* [WHAT IS EXPECTED]
Using the entries below, show all lines with the string "filename".

Start of MATERIAL TO PROCESS

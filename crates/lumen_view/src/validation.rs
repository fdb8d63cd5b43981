//! API key validation
//!
//! Validation is asynchronous: the coordinator hands the validator a
//! [`ValidationReply`] that may be completed on any thread, at any later
//! time. A reply dropped without completing counts as a rejection.

use std::fmt;

/// Result of checking a key
#[derive(Debug, Clone, PartialEq, Eq)]
pub enum ValidationOutcome {
    Valid,
    Rejected(String),
}

type ReplyFn = Box<dyn FnOnce(ValidationOutcome) + Send>;

/// One-shot completion handle for a validation request
pub struct ValidationReply {
    complete: Option<ReplyFn>,
}

impl ValidationReply {
    pub fn new(complete: impl FnOnce(ValidationOutcome) + Send + 'static) -> Self {
        Self {
            complete: Some(Box::new(complete)),
        }
    }

    /// Deliver the outcome
    pub fn complete(mut self, outcome: ValidationOutcome) {
        if let Some(complete) = self.complete.take() {
            complete(outcome);
        }
    }
}

impl Drop for ValidationReply {
    fn drop(&mut self) {
        if let Some(complete) = self.complete.take() {
            log::warn!("Validation reply dropped without an outcome");
            complete(ValidationOutcome::Rejected("validator dropped the request".into()));
        }
    }
}

impl fmt::Debug for ValidationReply {
    fn fmt(&self, f: &mut fmt::Formatter<'_>) -> fmt::Result {
        f.debug_struct("ValidationReply")
            .field("completed", &self.complete.is_none())
            .finish()
    }
}

/// License key validation backend
pub trait ApiKeyValidator: Send + Sync {
    /// Start validating `key`; must not block on the outcome
    fn validate(&self, key: String, reply: ValidationReply);
}

/// Validator answering from a fixed key list, synchronously
#[derive(Debug, Clone, Default)]
pub struct StaticValidator {
    accepted: Vec<String>,
}

impl StaticValidator {
    pub fn new<I, S>(accepted: I) -> Self
    where
        I: IntoIterator<Item = S>,
        S: Into<String>,
    {
        Self {
            accepted: accepted.into_iter().map(Into::into).collect(),
        }
    }
}

impl ApiKeyValidator for StaticValidator {
    fn validate(&self, key: String, reply: ValidationReply) {
        if self.accepted.iter().any(|k| *k == key) {
            reply.complete(ValidationOutcome::Valid);
        } else {
            reply.complete(ValidationOutcome::Rejected("unknown key".into()));
        }
    }
}

#[cfg(test)]
mod tests {
    use super::*;
    use parking_lot::Mutex;
    use std::sync::Arc;

    fn capture() -> (Arc<Mutex<Vec<ValidationOutcome>>>, ValidationReply) {
        let seen = Arc::new(Mutex::new(Vec::new()));
        let sink = seen.clone();
        (seen, ValidationReply::new(move |outcome| sink.lock().push(outcome)))
    }

    #[test]
    fn test_static_validator() {
        let validator = StaticValidator::new(["good-key"]);

        let (seen, reply) = capture();
        validator.validate("good-key".into(), reply);
        assert_eq!(*seen.lock(), vec![ValidationOutcome::Valid]);

        let (seen, reply) = capture();
        validator.validate("bad-key".into(), reply);
        assert!(matches!(seen.lock()[0], ValidationOutcome::Rejected(_)));
    }

    #[test]
    fn test_dropped_reply_rejects_once() {
        let (seen, reply) = capture();
        drop(reply);
        assert_eq!(seen.lock().len(), 1);
        assert!(matches!(seen.lock()[0], ValidationOutcome::Rejected(_)));
    }

    #[test]
    fn test_completed_reply_fires_once() {
        let (seen, reply) = capture();
        reply.complete(ValidationOutcome::Valid);
        assert_eq!(seen.lock().len(), 1);
    }
}
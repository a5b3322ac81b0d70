use std::io::Write;

use crate::scanner::ScanningError;

/// Receives lexical errors as the scanner finds them. Reporting never stops the scan.
pub trait ErrorReporter {
    fn error(&mut self, error: ScanningError);
}

// lets tests pass `|err| panic!("{err:?}")` the way they always did.
impl<F: FnMut(ScanningError)> ErrorReporter for F {
    fn error(&mut self, error: ScanningError) {
        self(error)
    }
}

/// Prints errors as `[line N] Error: message` and remembers that something went wrong,
/// so the caller can pick an exit code.
pub struct ConsoleReporter<W: Write> {
    writer: W,
    had_error: bool,
}

impl<W: Write> ConsoleReporter<W> {
    pub fn new(writer: W) -> ConsoleReporter<W> {
        ConsoleReporter {
            writer,
            had_error: false,
        }
    }

    pub fn had_error(&self) -> bool {
        self.had_error
    }

    /// The REPL calls this between lines: a typo on one line should not poison the next.
    pub fn reset(&mut self) {
        self.had_error = false;
    }

    fn report(&mut self, line: usize, location: &str, message: &str) {
        self.had_error = true;
        // nowhere left to report a failing error stream to.
        let _ = writeln!(self.writer, "[line {line}] Error{location}: {message}");
    }

    #[cfg(test)]
    pub fn into_inner(self) -> W {
        self.writer
    }
}

impl<W: Write> ErrorReporter for ConsoleReporter<W> {
    fn error(&mut self, error: ScanningError) {
        self.report(error.line(), "", &format!("{error}"));
    }
}
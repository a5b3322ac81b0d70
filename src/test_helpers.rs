use crate::scanner::{tokenize, ScanningError};
use crate::token::{Token, TokenType};

/// Scans code that is expected to be free of lexical errors.
pub fn scan(code: &str) -> Vec<Token> {
    tokenize(code, &mut |error: ScanningError| panic!("{}", error))
}

pub fn scan_with_errors(code: &str) -> (Vec<Token>, Vec<ScanningError>) {
    let mut errors = vec![];
    let tokens = tokenize(code, &mut |error: ScanningError| errors.push(error));
    (tokens, errors)
}

pub fn token_types(tokens: &[Token]) -> Vec<TokenType> {
    tokens.iter().map(|token| token.r#type).collect()
}
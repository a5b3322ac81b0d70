use std::io::{self, BufRead, Write};

use tracing::debug;

use crate::reporter::ConsoleReporter;

const PROMPT: &str = "> ";

/// Reads lines until the input closes. The error flag is cleared after every line so one bad
/// line does not fail the session.
pub fn run_prompt<T: BufRead, W: Write, E: Write>(
    input: T,
    output: &mut W,
    reporter: &mut ConsoleReporter<E>,
) -> io::Result<()> {
    let mut lines = input.lines();
    loop {
        write!(output, "{PROMPT}")?;
        output.flush()?;
        // None on CTRL+D, which ends the session.
        let Some(line) = lines.next() else {
            break;
        };
        // each line is scanned on its own, a string left open at the end of it is an error.
        crate::run(&line?, &mut *output, reporter)?;
        reporter.reset();
    }
    debug!("input closed, leaving prompt");
    // leave the terminal on a fresh line after the last prompt
    writeln!(output)
}

#[cfg(test)]
mod tests {
    use std::io::Cursor;

    use crate::repl::run_prompt;
    use crate::reporter::ConsoleReporter;

    #[test]
    fn test_run_prompt_scans_each_line() {
        let mut output = vec![];
        let mut reporter = ConsoleReporter::new(Vec::<u8>::new());
        run_prompt(Cursor::new("(\nvar x;\n"), &mut output, &mut reporter).unwrap();
        assert_eq!(
            String::from_utf8(output).unwrap(),
            "> LEFT_PAREN ( null\nEOF  null\n> VAR var null\nIDENTIFIER x null\nSEMICOLON ; null\nEOF  null\n> \n"
        );
    }

    #[test]
    fn test_run_prompt_resets_errors_between_lines() {
        let mut output = vec![];
        let mut reporter = ConsoleReporter::new(Vec::<u8>::new());
        run_prompt(Cursor::new("&\n1\n"), &mut output, &mut reporter).unwrap();
        assert!(!reporter.had_error());
        assert_eq!(
            String::from_utf8(reporter.into_inner()).unwrap(),
            "[line 1] Error: Unexpected character '&'.\n"
        );
    }

    #[test]
    fn test_each_line_starts_at_line_one() {
        let mut output = vec![];
        let mut reporter = ConsoleReporter::new(Vec::<u8>::new());
        run_prompt(Cursor::new("\"open\n\"again\n"), &mut output, &mut reporter).unwrap();
        assert_eq!(
            String::from_utf8(reporter.into_inner()).unwrap(),
            "[line 1] Error: Unterminated string.\n[line 1] Error: Unterminated string.\n"
        );
    }
}
use std::io;

/// Errors that can occur while wiring a plugin into a host project
#[derive(Debug, thiserror::Error)]
pub enum Error {
    #[error("IO error: {0}")]
    IoError(#[from] io::Error),

    #[error("Manifest error: {0}")]
    ManifestError(#[from] serde_json::Error),

    #[error("base directory is not set and INIT_CWD is missing from the environment")]
    BaseDirUnset,
}

/// Result type alias for autoconf operations
pub type Result<T> = std::result::Result<T, Error>;
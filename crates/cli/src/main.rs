use std::path::PathBuf;

use anyhow::Result;
use autoconf_core::{AutoConf, AutoConfOptions};
use clap::Parser;
use tracing::debug;

/// Register a plugin module into the host project's configuration file
#[derive(Parser)]
#[command(name = "autoconf")]
#[command(version, about, long_about = None)]
#[command(
    after_help = "ENVIRONMENT:\n    INIT_CWD          Root of the consuming project (set by npm during install)\n    RUST_LOG=debug    Enable debug logging"
)]
struct Args {
    /// Working directory of the plugin being installed (defaults to the current directory)
    #[arg(long = "cwd")]
    cwd: Option<PathBuf>,

    /// Module name to register (defaults to the plugin manifest's name)
    #[arg(long = "mod-name")]
    mod_name: Option<String>,

    /// Root of the consuming project (defaults to $INIT_CWD)
    #[arg(long = "base-dir")]
    base_dir: Option<PathBuf>,
}

fn main() -> Result<()> {
    // Initialize tracing based on RUST_LOG env var
    tracing_subscriber::fmt()
        .with_env_filter(tracing_subscriber::EnvFilter::from_default_env())
        .init();

    let args = Args::parse();
    debug!(
        "cwd={:?}, mod_name={:?}, base_dir={:?}",
        args.cwd, args.mod_name, args.base_dir
    );

    let autoconf = AutoConf::new(AutoConfOptions {
        cwd: args.cwd,
        mod_name: args.mod_name,
        base_dir: args.base_dir,
    })?;
    autoconf.run()?;
    Ok(())
}
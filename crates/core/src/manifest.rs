use std::fs;
use std::path::Path;

use serde::Deserialize;

use crate::error::Result;

/// The slice of `package.json` that autoconf cares about.
#[derive(Debug, Clone, Default, Deserialize)]
pub struct Manifest {
    /// Package name, used as the default module name to register.
    pub name: Option<String>,

    /// Integration settings of the host project.
    #[serde(rename = "midway-integration")]
    pub midway_integration: Option<IntegrationSettings>,
}

/// Host-project settings under the `midway-integration` key.
#[derive(Debug, Clone, Default, Deserialize)]
pub struct IntegrationSettings {
    /// Alternate source-code root, relative to the project root.
    #[serde(rename = "tsCodeRoot")]
    pub ts_code_root: Option<String>,
}

impl Manifest {
    /// Load `<dir>/package.json`. A missing manifest is treated as empty.
    pub fn load(dir: &Path) -> Result<Manifest> {
        let path = dir.join("package.json");
        if !path.exists() {
            return Ok(Manifest::default());
        }
        let contents = fs::read_to_string(&path)?;
        Ok(serde_json::from_str(&contents)?)
    }
}
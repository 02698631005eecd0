use leptos::*;

/// Live, uncommitted values of the two login inputs.
#[derive(Clone, Copy, Debug)]
pub struct LoginFormState {
    pub email: RwSignal<String>,
    pub password: RwSignal<String>,
}

impl Default for LoginFormState {
    fn default() -> Self {
        Self {
            email: create_rw_signal(String::new()),
            password: create_rw_signal(String::new()),
        }
    }
}

#[derive(Clone, Copy, Debug, PartialEq, Eq)]
pub enum ConstraintViolation {
    EmailMissing,
    PasswordMissing,
    EmailMalformed,
}

impl ConstraintViolation {
    pub fn as_str(&self) -> &'static str {
        match self {
            ConstraintViolation::EmailMissing => "email_missing",
            ConstraintViolation::PasswordMissing => "password_missing",
            ConstraintViolation::EmailMalformed => "email_malformed",
        }
    }
}

/// Replays the `required` and `type="email"` checks a browser runs before
/// dispatching `submit`.
pub fn check_constraints(email: &str, password: &str) -> Result<(), ConstraintViolation> {
    if email.is_empty() {
        return Err(ConstraintViolation::EmailMissing);
    }
    if !is_valid_email(email) {
        return Err(ConstraintViolation::EmailMalformed);
    }
    if password.is_empty() {
        return Err(ConstraintViolation::PasswordMissing);
    }
    Ok(())
}

/// HTML "valid e-mail address" grammar, applied after the input's value
/// sanitization strips surrounding whitespace.
pub fn is_valid_email(raw: &str) -> bool {
    let value = raw.trim_matches(|c: char| c.is_ascii_whitespace());
    let Some((local, domain)) = value.split_once('@') else {
        return false;
    };
    !local.is_empty() && local.chars().all(is_local_char) && is_valid_domain(domain)
}

fn is_local_char(c: char) -> bool {
    c.is_ascii_alphanumeric() || ".!#$%&'*+/=?^_`{|}~-".contains(c)
}

fn is_valid_domain(domain: &str) -> bool {
    !domain.is_empty() && domain.split('.').all(is_valid_label)
}

fn is_valid_label(label: &str) -> bool {
    (1..=63).contains(&label.len())
        && label.chars().all(|c| c.is_ascii_alphanumeric() || c == '-')
        && !label.starts_with('-')
        && !label.ends_with('-')
}
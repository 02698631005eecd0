use super::{
    repository::DemoAccountRepository,
    utils::{self, ConstraintViolation, LoginFormState},
};
use crate::{
    error::LoginError,
    state::session::SessionState,
    utils::notify::{use_alert_handle, AlertHandle},
};
use leptos::*;
use log::{debug, info, warn};

#[derive(Debug, Clone, PartialEq, Eq)]
pub enum SubmitOutcome {
    LoggedIn,
    Rejected(LoginError),
    Ignored,
    Blocked(ConstraintViolation),
}

#[derive(Clone)]
pub struct LoginViewModel {
    pub form: LoginFormState,
    pub session: SessionState,
    repository: DemoAccountRepository,
    alerts: AlertHandle,
}

pub fn use_login_view_model() -> LoginViewModel {
    LoginViewModel::new(DemoAccountRepository::new(), use_alert_handle())
}

impl LoginViewModel {
    pub fn new(repository: DemoAccountRepository, alerts: AlertHandle) -> Self {
        Self {
            form: LoginFormState::default(),
            session: SessionState::new(),
            repository,
            alerts,
        }
    }

    pub fn set_email(&self, value: String) {
        self.form.email.set(value);
    }

    pub fn set_password(&self, value: String) {
        self.form.password.set(value);
    }

    pub fn submit(&self) -> SubmitOutcome {
        let email = self.form.email.get_untracked();
        let password = self.form.password.get_untracked();

        if let Err(violation) = utils::check_constraints(&email, &password) {
            debug!("login submission blocked: {}", violation.as_str());
            return SubmitOutcome::Blocked(violation);
        }

        match self.repository.authenticate(&email, &password) {
            Ok(session) => {
                info!("logged in as {}", session.email);
                self.session.begin(session);
                SubmitOutcome::LoggedIn
            }
            Err(err) if err.is_user_visible() => {
                warn!("login rejected: invalid credentials");
                self.alerts.alert(&err.to_string());
                SubmitOutcome::Rejected(err)
            }
            Err(_) => SubmitOutcome::Ignored,
        }
    }

    pub fn logout(&self) {
        if let Some(session) = self.session.current_untracked() {
            info!("logged out {}", session.email);
        }
        self.session.end();
    }
}
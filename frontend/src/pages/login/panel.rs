use super::{
    components::{LoginForm, WelcomePanel},
    view_model::LoginViewModel,
};
use leptos::{
    ev::{MouseEvent, SubmitEvent},
    *,
};

#[component]
pub fn LoginPanel(vm: LoginViewModel) -> impl IntoView {
    let form = vm.form;
    let session = vm.session;

    let handle_submit = {
        let vm = vm.clone();
        Callback::new(move |ev: SubmitEvent| {
            ev.prevent_default();
            vm.submit();
        })
    };
    let handle_logout = {
        let vm = vm.clone();
        Callback::new(move |_: MouseEvent| vm.logout())
    };
    let email_input = {
        let vm = vm.clone();
        Callback::new(move |value: String| vm.set_email(value))
    };
    let password_input = Callback::new(move |value: String| vm.set_password(value));

    view! {
        <div style="max-width: 400px; margin: 0 auto; padding: 20px;">
            <Show
                when=move || session.is_present()
                fallback=move || view! {
                    <LoginForm
                        form=form
                        on_email_input=email_input
                        on_password_input=password_input
                        on_submit=handle_submit
                    />
                }
            >
                {move || {
                    session
                        .current()
                        .map(|current| view! { <WelcomePanel session=current on_logout=handle_logout /> })
                }}
            </Show>
        </div>
    }
}
pub mod login;
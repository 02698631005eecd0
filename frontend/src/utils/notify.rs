use leptos::*;
use std::rc::Rc;

pub trait Notifier {
    /// Shows a blocking, user-visible message.
    fn alert(&self, message: &str);
}

#[derive(Debug, Default, Clone, Copy)]
pub struct BrowserNotifier;

impl Notifier for BrowserNotifier {
    #[cfg(target_arch = "wasm32")]
    fn alert(&self, message: &str) {
        match web_sys::window() {
            Some(window) => {
                if window.alert_with_message(message).is_err() {
                    log::error!("window.alert failed: {}", message);
                }
            }
            None => log::error!("no window to alert on: {}", message),
        }
    }

    #[cfg(not(target_arch = "wasm32"))]
    fn alert(&self, message: &str) {
        log::warn!("alert: {}", message);
    }
}

/// Cloneable handle placed in context so views can swap the alert backend.
#[derive(Clone)]
pub struct AlertHandle(Rc<dyn Notifier>);

impl AlertHandle {
    pub fn new(notifier: impl Notifier + 'static) -> Self {
        Self(Rc::new(notifier))
    }

    pub fn browser() -> Self {
        Self::new(BrowserNotifier)
    }

    pub fn alert(&self, message: &str) {
        self.0.alert(message);
    }
}

pub fn provide_alert_handle(handle: AlertHandle) {
    provide_context(handle);
}

pub fn use_alert_handle() -> AlertHandle {
    use_context::<AlertHandle>().unwrap_or_else(AlertHandle::browser)
}

#[cfg(all(test, not(target_arch = "wasm32")))]
mod host_tests {
    use super::*;
    use crate::test_support::helpers::RecordingNotifier;
    use crate::test_support::ssr::with_runtime;

    #[test]
    fn provided_handle_is_used_by_views() {
        let recorder = RecordingNotifier::default();
        let probe = recorder.clone();
        with_runtime(move || {
            provide_alert_handle(AlertHandle::new(recorder));
            use_alert_handle().alert("hello");
        });
        assert_eq!(probe.messages(), vec!["hello".to_string()]);
    }

    #[test]
    fn missing_context_falls_back_to_browser_notifier() {
        with_runtime(|| {
            // host fallback only logs, so this must not panic
            use_alert_handle().alert("no context");
        });
    }
}
use leptos::*;

#[derive(Debug, Clone, PartialEq, Eq)]
pub struct Session {
    pub name: String,
    pub email: String,
}

/// The logged-in identity, held only in memory for the life of the view.
#[derive(Debug, Clone, Copy)]
pub struct SessionState {
    inner: RwSignal<Option<Session>>,
}

impl SessionState {
    pub fn new() -> Self {
        Self {
            inner: create_rw_signal(None),
        }
    }

    pub fn begin(&self, session: Session) {
        self.inner.set(Some(session));
    }

    pub fn end(&self) {
        self.inner.set(None);
    }

    pub fn current(&self) -> Option<Session> {
        self.inner.get()
    }

    pub fn current_untracked(&self) -> Option<Session> {
        self.inner.get_untracked()
    }

    pub fn is_present(&self) -> bool {
        self.inner.with(Option::is_some)
    }
}

impl Default for SessionState {
    fn default() -> Self {
        Self::new()
    }
}
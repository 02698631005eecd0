use crate::{error::LoginError, state::session::Session};

pub const DEMO_EMAIL: &str = "test@example.com";
pub const DEMO_PASSWORD: &str = "password";
pub const DEMO_NAME: &str = "John Doe";

/// The single hardcoded account the login form accepts.
#[derive(Debug, Clone)]
pub struct DemoAccountRepository {
    email: &'static str,
    password: &'static str,
    name: &'static str,
}

impl DemoAccountRepository {
    pub fn new() -> Self {
        Self {
            email: DEMO_EMAIL,
            password: DEMO_PASSWORD,
            name: DEMO_NAME,
        }
    }

    /// Exact, case-sensitive comparison. The session keeps the email as typed.
    pub fn authenticate(&self, email: &str, password: &str) -> Result<Session, LoginError> {
        if email == self.email && password == self.password {
            return Ok(Session {
                name: self.name.to_string(),
                email: email.to_string(),
            });
        }
        if email.is_empty() || password.is_empty() {
            return Err(LoginError::MissingCredentials);
        }
        Err(LoginError::InvalidCredentials)
    }
}

impl Default for DemoAccountRepository {
    fn default() -> Self {
        Self::new()
    }
}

End of MATERIAL TO PROCESS

* [ANSWER TO THE EXERCISE]
filename crates/lumen_view/src/validation.rs
filename src/test_helpers.rs
filename crates/cli/src/main.rs
filename crates/core/src/manifest.rs
filename frontend/src/pages/login/panel.rs
filename frontend/src/utils/notify.rs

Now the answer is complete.